From the Laboratory to the Clinic: Molecular Genetic Testing in Pediatric Ophthalmology

Abstract

To review the current state of molecular genetic testing as it relates to pediatric ophthalmology and to discuss its uses. Review and evaluation of available molecular genetic testing. Literature review and discussion of testing in practice based on the authors' clinical and laboratory experience. Fee-for-service testing for many genetic eye diseases now is available. A report is always generated for fee-for-service testing. Detection of DNA variants in genes known to cause eye disease must be interpreted taking into account the variability of the human genome, the presence of benign variants (polymorphisms), and the carrier frequency of recessive alleles.
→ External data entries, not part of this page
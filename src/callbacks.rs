use std::collections::{BTreeMap, HashMap};
use std::fmt;
use std::fs::{self, File};
use std::io::{BufRead, BufReader, BufWriter, Write};
use std::sync::Arc;

use camino::{Utf8Path, Utf8PathBuf};
use regex::Regex;
use serde::{Deserialize, Serialize};
use serde_json::Value;

use crate::error::RetrievalError;
use crate::fs_util::is_contained_relative;

pub type CallbackFn =
    Arc<dyn Fn(&CallbackArguments) -> Result<(), RetrievalError> + Send + Sync + 'static>;

/// A declared callback argument. Paths are relative to the dataset directory
/// and are rewritten to absolute paths before the callback runs.
#[derive(Debug, Clone, PartialEq, Serialize, Deserialize)]
#[serde(rename_all = "lowercase")]
pub enum CallbackArg {
    Path(Utf8PathBuf),
    Value(Value),
}

#[derive(Debug, Clone, PartialEq, Serialize, Deserialize)]
#[serde(deny_unknown_fields)]
pub struct CallbackDocument {
    pub name: String,
    #[serde(default)]
    pub arguments: BTreeMap<String, CallbackArg>,
}

#[derive(Debug, Clone, PartialEq)]
pub enum ResolvedArg {
    Path(Utf8PathBuf),
    Value(Value),
}

/// Arguments handed to a callback, with every path already absolute.
#[derive(Debug, Clone)]
pub struct CallbackArguments {
    callback: String,
    values: BTreeMap<String, ResolvedArg>,
}

impl CallbackArguments {
    pub fn path(&self, key: &str) -> Result<&Utf8Path, RetrievalError> {
        match self.values.get(key) {
            Some(ResolvedArg::Path(path)) => Ok(path.as_path()),
            Some(ResolvedArg::Value(_)) => Err(self.error(format!("`{key}` must be a path"))),
            None => Err(self.error(format!("missing argument `{key}`"))),
        }
    }

    pub fn optional_path(&self, key: &str) -> Result<Option<&Utf8Path>, RetrievalError> {
        if self.values.contains_key(key) {
            return self.path(key).map(Some);
        }
        Ok(None)
    }

    pub fn value(&self, key: &str) -> Result<&Value, RetrievalError> {
        match self.values.get(key) {
            Some(ResolvedArg::Value(value)) => Ok(value),
            Some(ResolvedArg::Path(_)) => Err(self.error(format!("`{key}` must be a value"))),
            None => Err(self.error(format!("missing argument `{key}`"))),
        }
    }

    pub fn str(&self, key: &str) -> Result<&str, RetrievalError> {
        self.value(key)?
            .as_str()
            .ok_or_else(|| self.error(format!("`{key}` must be a string")))
    }

    pub fn error(&self, message: impl Into<String>) -> RetrievalError {
        RetrievalError::Callback {
            name: self.callback.clone(),
            message: message.into(),
        }
    }
}

#[derive(Clone)]
pub struct CallbackInvocation {
    name: String,
    function: CallbackFn,
    arguments: BTreeMap<String, CallbackArg>,
}

impl fmt::Debug for CallbackInvocation {
    fn fmt(&self, f: &mut fmt::Formatter<'_>) -> fmt::Result {
        f.debug_struct("CallbackInvocation")
            .field("name", &self.name)
            .field("arguments", &self.arguments)
            .finish_non_exhaustive()
    }
}

impl CallbackInvocation {
    pub fn new(
        name: impl Into<String>,
        function: CallbackFn,
        arguments: BTreeMap<String, CallbackArg>,
    ) -> Result<Self, RetrievalError> {
        let name = name.into();
        for (key, argument) in &arguments {
            if let CallbackArg::Path(path) = argument {
                if !is_contained_relative(path) {
                    return Err(RetrievalError::InvalidRecipe(format!(
                        "callback `{name}` argument `{key}` must be a relative path inside the dataset directory: {path}"
                    )));
                }
            }
        }
        Ok(Self {
            name,
            function,
            arguments,
        })
    }

    pub fn name(&self) -> &str {
        &self.name
    }

    pub fn resolve_arguments(&self, dataset_dir: &Utf8Path) -> CallbackArguments {
        let values = self
            .arguments
            .iter()
            .map(|(key, argument)| {
                let resolved = match argument {
                    CallbackArg::Path(path) => ResolvedArg::Path(dataset_dir.join(path)),
                    CallbackArg::Value(value) => ResolvedArg::Value(value.clone()),
                };
                (key.clone(), resolved)
            })
            .collect();
        CallbackArguments {
            callback: self.name.clone(),
            values,
        }
    }

    pub fn run(&self, dataset_dir: &Utf8Path) -> Result<(), RetrievalError> {
        let arguments = self.resolve_arguments(dataset_dir);
        (self.function)(&arguments)
    }
}

/// Named callbacks that recipe documents may reference.
#[derive(Clone, Default)]
pub struct CallbackRegistry {
    callbacks: HashMap<String, CallbackFn>,
}

impl CallbackRegistry {
    pub fn new() -> Self {
        Self::default()
    }

    pub fn with_builtins() -> Self {
        let mut registry = Self::new();
        registry.register("regex_replace", regex_replace);
        registry.register("drop_lines_matching", drop_lines_matching);
        registry
    }

    pub fn register<F>(&mut self, name: impl Into<String>, function: F)
    where
        F: Fn(&CallbackArguments) -> Result<(), RetrievalError> + Send + Sync + 'static,
    {
        self.callbacks.insert(name.into(), Arc::new(function));
    }

    pub fn get(&self, name: &str) -> Option<CallbackFn> {
        self.callbacks.get(name).cloned()
    }

    pub fn instantiate(
        &self,
        document: &CallbackDocument,
    ) -> Result<CallbackInvocation, RetrievalError> {
        let function = self
            .get(&document.name)
            .ok_or_else(|| RetrievalError::UnknownCallback(document.name.clone()))?;
        CallbackInvocation::new(document.name.clone(), function, document.arguments.clone())
    }
}

/// Rewrites `path` (or writes to `output`) replacing every match of `pattern`
/// on each line with `replacement`. In-place rewrites must be idempotent since
/// callbacks run on every resolution.
pub fn regex_replace(arguments: &CallbackArguments) -> Result<(), RetrievalError> {
    let input = arguments.path("path")?;
    let output = arguments.optional_path("output")?.unwrap_or(input);
    let pattern = compile(arguments, arguments.str("pattern")?)?;
    let replacement = arguments.str("replacement")?;
    rewrite_lines(arguments, input, output, |line| {
        Some(pattern.replace_all(line, replacement).into_owned())
    })
}

pub fn drop_lines_matching(arguments: &CallbackArguments) -> Result<(), RetrievalError> {
    let input = arguments.path("path")?;
    let output = arguments.optional_path("output")?.unwrap_or(input);
    let pattern = compile(arguments, arguments.str("pattern")?)?;
    rewrite_lines(arguments, input, output, |line| {
        (!pattern.is_match(line)).then(|| line.to_string())
    })
}

fn compile(arguments: &CallbackArguments, pattern: &str) -> Result<Regex, RetrievalError> {
    Regex::new(pattern).map_err(|err| arguments.error(format!("invalid pattern: {err}")))
}

fn rewrite_lines<F>(
    arguments: &CallbackArguments,
    input: &Utf8Path,
    output: &Utf8Path,
    mut transform: F,
) -> Result<(), RetrievalError>
where
    F: FnMut(&str) -> Option<String>,
{
    let source = File::open(input.as_std_path())
        .map_err(|err| arguments.error(format!("open {input}: {err}")))?;
    let parent = output
        .parent()
        .ok_or_else(|| arguments.error(format!("invalid output path {output}")))?;
    fs::create_dir_all(parent.as_std_path())
        .map_err(|err| RetrievalError::Filesystem(err.to_string()))?;
    let temp = tempfile::Builder::new()
        .prefix(".callback")
        .tempfile_in(parent.as_std_path())
        .map_err(|err| RetrievalError::Filesystem(err.to_string()))?;
    {
        let mut writer = BufWriter::new(temp.as_file());
        for line in BufReader::new(source).lines() {
            let line = line.map_err(|err| arguments.error(format!("read {input}: {err}")))?;
            if let Some(rewritten) = transform(&line) {
                writeln!(writer, "{rewritten}")
                    .map_err(|err| RetrievalError::Filesystem(err.to_string()))?;
            }
        }
        writer
            .flush()
            .map_err(|err| RetrievalError::Filesystem(err.to_string()))?;
    }
    temp.persist(output.as_std_path())
        .map_err(|err| RetrievalError::Filesystem(err.to_string()))?;
    Ok(())
}

#[cfg(test)]
mod tests {
    use assert_matches::assert_matches;
    use serde_json::json;

    use super::*;

    #[test]
    fn unknown_callback_is_rejected() {
        let registry = CallbackRegistry::with_builtins();
        let document = CallbackDocument {
            name: "does_not_exist".to_string(),
            arguments: BTreeMap::new(),
        };
        let err = registry.instantiate(&document).unwrap_err();
        assert_matches!(err, RetrievalError::UnknownCallback(_));
    }

    #[test]
    fn path_arguments_are_resolved_against_dataset_dir() {
        let registry = CallbackRegistry::with_builtins();
        let mut arguments = BTreeMap::new();
        arguments.insert(
            "path".to_string(),
            CallbackArg::Path(Utf8PathBuf::from("raw/edges.tsv")),
        );
        arguments.insert(
            "edge_path".to_string(),
            CallbackArg::Value(json!("kept/as/value")),
        );
        let invocation = registry
            .instantiate(&CallbackDocument {
                name: "regex_replace".to_string(),
                arguments,
            })
            .unwrap();

        let resolved = invocation.resolve_arguments(Utf8Path::new("/cache/linqs/Cora/latest"));
        assert_eq!(
            resolved.path("path").unwrap(),
            Utf8Path::new("/cache/linqs/Cora/latest/raw/edges.tsv")
        );
        assert_eq!(resolved.str("edge_path").unwrap(), "kept/as/value");
    }

    #[test]
    fn escaping_path_argument_is_rejected() {
        let registry = CallbackRegistry::with_builtins();
        let mut arguments = BTreeMap::new();
        arguments.insert(
            "path".to_string(),
            CallbackArg::Path(Utf8PathBuf::from("../other/edges.tsv")),
        );
        let err = registry
            .instantiate(&CallbackDocument {
                name: "regex_replace".to_string(),
                arguments,
            })
            .unwrap_err();
        assert_matches!(err, RetrievalError::InvalidRecipe(_));
    }
}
Negative results in genetic testing are helpful in some disorders for which most of the causative genes are known and many disease-causing variants have already been reported, but are less helpful in those that currently have many undiscovered causative genes or novel mutations. Research-based testing also is available, but does not always yield a result. Patients with RPE65-associated Leber congenital amaurosis may be eligible for the current gene therapy trial. Patients with a variety of disorders may benefit from improved surveillance if their genetic diagnosis is known. Entry into the genetic testing system often is via the patient's ophthalmologist. Collaboration with geneticists and genetic counselors, use of web sites to keep up with the ever-changing availability and detection rates, and knowledge of clinical trials, when combined with excellent clinical diagnosis, can improve diagnosis and allow eligible patients to participate in treatment trials.